─── Given information ───
//! ONNX-based embedding generation
//!
//! Runs a sentence-transformers model (all-MiniLM-L6-v2 by default) in
//! process. Model and tokenizer are downloaded from Hugging Face into the
//! configured cache directory on first use.

use async_trait::async_trait;
use ort::session::{builder::GraphOptimizationLevel, Session};
use ort::value::Tensor;
use parking_lot::Mutex;
use std::path::Path;
use std::sync::Arc;
use tokenizers::Tokenizer;

use crate::config::EmbeddingConfig;
use crate::error::{Error, Result};

use super::embedding::EmbeddingProvider;

/// Tokenizer and inference session, used from blocking threads only
struct OnnxModel {
    session: Session,
    tokenizer: Tokenizer,
    dimensions: usize,
    max_length: usize,
    batch_size: usize,
}

/// ONNX-based text embedder
pub struct OnnxEmbedder {
    model: Arc<Mutex<OnnxModel>>,
    dimensions: usize,
}

impl OnnxEmbedder {
    /// Load the model, downloading it first if it is not cached
    pub async fn new(config: &EmbeddingConfig) -> Result<Self> {
        tracing::info!(model = %config.model, "Initializing ONNX embedder");

        let model_dir = config.cache_dir.join(&config.model);
        std::fs::create_dir_all(&model_dir).map_err(|e| {
            Error::config(format!("Failed to create model cache directory: {}", e))
        })?;

        let model_path = model_dir.join("model.onnx");
        let tokenizer_path = model_dir.join("tokenizer.json");

        if !model_path.exists() {
            download(&config.model, "onnx/model.onnx", &model_path).await?;
        }
        if !tokenizer_path.exists() {
            download(&config.model, "tokenizer.json", &tokenizer_path).await?;
        }

        let session = Session::builder()
            .map_err(|e| {
                Error::model_unavailable(format!("Failed to create session builder: {}", e))
            })?
            .with_optimization_level(GraphOptimizationLevel::Level3)
            .map_err(|e| {
                Error::model_unavailable(format!("Failed to set optimization level: {}", e))
            })?
            .with_intra_threads(4)
            .map_err(|e| Error::model_unavailable(format!("Failed to set threads: {}", e)))?
            .commit_from_file(&model_path)
            .map_err(|e| Error::model_unavailable(format!("Failed to load model: {}", e)))?;

        let tokenizer = Tokenizer::from_file(&tokenizer_path)
            .map_err(|e| Error::model_unavailable(format!("Failed to load tokenizer: {}", e)))?;

        tracing::info!(dimensions = config.dimensions, "ONNX embedder ready");

        Ok(Self {
            model: Arc::new(Mutex::new(OnnxModel {
                session,
                tokenizer,
                dimensions: config.dimensions,
                max_length: config.max_length,
                batch_size: config.batch_size.max(1),
            })),
            dimensions: config.dimensions,
        })
    }
}

#[async_trait]
impl EmbeddingProvider for OnnxEmbedder {
    async fn embed(&self, text: &str) -> Result<Vec<f32>> {
        self.embed_batch(&[text.to_string()])
            .await?
            .into_iter()
            .next()
            .ok_or_else(|| Error::model_unavailable("Empty embedding result"))
    }

    async fn embed_batch(&self, texts: &[String]) -> Result<Vec<Vec<f32>>> {
        if texts.is_empty() {
            return Ok(Vec::new());
        }

        let model = Arc::clone(&self.model);
        let texts = texts.to_vec();

        tokio::task::spawn_blocking(move || {
            let mut model = model.lock();
            let mut all = Vec::with_capacity(texts.len());
            let batch_size = model.batch_size;
            for batch in texts.chunks(batch_size) {
                let refs: Vec<&str> = batch.iter().map(String::as_str).collect();
                all.extend(model.embed_batch(&refs)?);
            }
            Ok(all)
        })
        .await
        .map_err(|e| Error::Internal(format!("Task join error: {}", e)))?
    }

    fn dimensions(&self) -> usize {
        self.dimensions
    }

    async fn health_check(&self) -> Result<bool> {
        Ok(true)
    }

    fn name(&self) -> &str {
        "onnx"
    }
}

impl OnnxModel {
    fn embed_batch(&mut self, texts: &[&str]) -> Result<Vec<Vec<f32>>> {
        let batch_size = texts.len();

        let encodings = self
            .tokenizer
            .encode_batch(texts.to_vec(), true)
            .map_err(|e| Error::model_unavailable(format!("Tokenization failed: {}", e)))?;

        let max_len = encodings
            .iter()
            .map(|e| e.get_ids().len())
            .max()
            .unwrap_or(0)
            .min(self.max_length);

        let mut input_ids = vec![0i64; batch_size * max_len];
        let mut attention_mask = vec![0i64; batch_size * max_len];
        let mut token_type_ids = vec![0i64; batch_size * max_len];

        for (i, encoding) in encodings.iter().enumerate() {
            let ids = encoding.get_ids();
            let mask = encoding.get_attention_mask();
            let types = encoding.get_type_ids();

            for j in 0..ids.len().min(max_len) {
                input_ids[i * max_len + j] = ids[j] as i64;
                attention_mask[i * max_len + j] = mask[j] as i64;
                token_type_ids[i * max_len + j] = types[j] as i64;
            }
        }

        let tensor = |data: Vec<i64>, what: &str| {
            Tensor::from_array((vec![batch_size, max_len], data.into_boxed_slice()))
                .map_err(|e| {
                    Error::model_unavailable(format!("{} tensor creation failed: {}", what, e))
                })
        };

        let inputs = vec![
            ("input_ids", tensor(input_ids, "Input")?.into_dyn()),
            ("attention_mask", tensor(attention_mask.clone(), "Attention mask")?.into_dyn()),
            ("token_type_ids", tensor(token_type_ids, "Token type")?.into_dyn()),
        ];

        let outputs = self
            .session
            .run(inputs)
            .map_err(|e| Error::model_unavailable(format!("Inference failed: {}", e)))?;

        let output_iter: Vec<_> = outputs.iter().collect();
        let output = output_iter
            .iter()
            .find(|(name, _)| *name == "last_hidden_state")
            .or_else(|| output_iter.first())
            .map(|(_, v)| v)
            .ok_or_else(|| Error::model_unavailable("No output tensor"))?;

        let (shape, data) = output
            .try_extract_tensor::<f32>()
            .map_err(|e| Error::model_unavailable(format!("Failed to extract tensor: {}", e)))?;

        let dims: Vec<usize> = shape.iter().map(|&d| d as usize).collect();
        let hidden_size = dims.get(2).copied().unwrap_or(self.dimensions);

        let mut embeddings = Vec::with_capacity(batch_size);
        for i in 0..batch_size {
            let mask = &attention_mask[i * max_len..(i + 1) * max_len];
            let start = i * max_len * hidden_size;
            let end = (start + max_len * hidden_size).min(data.len());
            let mut pooled = mean_pool(&data[start..end], mask, hidden_size);
            l2_normalize(&mut pooled);
            embeddings.push(pooled);
        }

        Ok(embeddings)
    }
}

/// Average token vectors where the attention mask is set
fn mean_pool(hidden: &[f32], mask: &[i64], hidden_size: usize) -> Vec<f32> {
    let mut sum = vec![0.0f32; hidden_size];
    let mut count = 0.0f32;

    for (token, &m) in hidden.chunks(hidden_size).zip(mask.iter()) {
        if m > 0 {
            for (acc, v) in sum.iter_mut().zip(token) {
                *acc += v;
            }
            count += 1.0;
        }
    }

    if count > 0.0 {
        for v in &mut sum {
            *v /= count;
        }
    }
    sum
}

fn l2_normalize(v: &mut [f32]) {
    let norm: f32 = v.iter().map(|x| x * x).sum::<f32>().sqrt();
    if norm > 0.0 {
        for x in v.iter_mut() {
            *x /= norm;
        }
    }
}

/// Fetch one file of a sentence-transformers repository
async fn download(model_name: &str, file: &str, path: &Path) -> Result<()> {
    let url = format!(
        "https://huggingface.co/sentence-transformers/{}/resolve/main/{}",
        model_name, file
    );

    tracing::info!(url = %url, "Downloading embedding model file");

    let response = reqwest::get(&url)
        .await
        .map_err(|e| Error::model_unavailable(format!("Failed to download {}: {}", file, e)))?;

    if !response.status().is_success() {
        return Err(Error::model_unavailable(format!(
            "Download of {} failed: HTTP {}",
            file,
            response.status()
        )));
    }

    let bytes = response
        .bytes()
        .await
        .map_err(|e| Error::model_unavailable(format!("Failed to read {}: {}", file, e)))?;

    std::fs::write(path, &bytes)?;

    tracing::info!(bytes = bytes.len(), file, "Download complete");
    Ok(())
}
───
What the exercise asks » The lines of the records that contain the string "join" should be located and copied.

Solution to this exercise »
        let model_dir = config.cache_dir.join(&config.model);
        let model_path = model_dir.join("model.onnx");
        let tokenizer_path = model_dir.join("tokenizer.json");
        .map_err(|e| Error::Internal(format!("Task join error: {}", e)))?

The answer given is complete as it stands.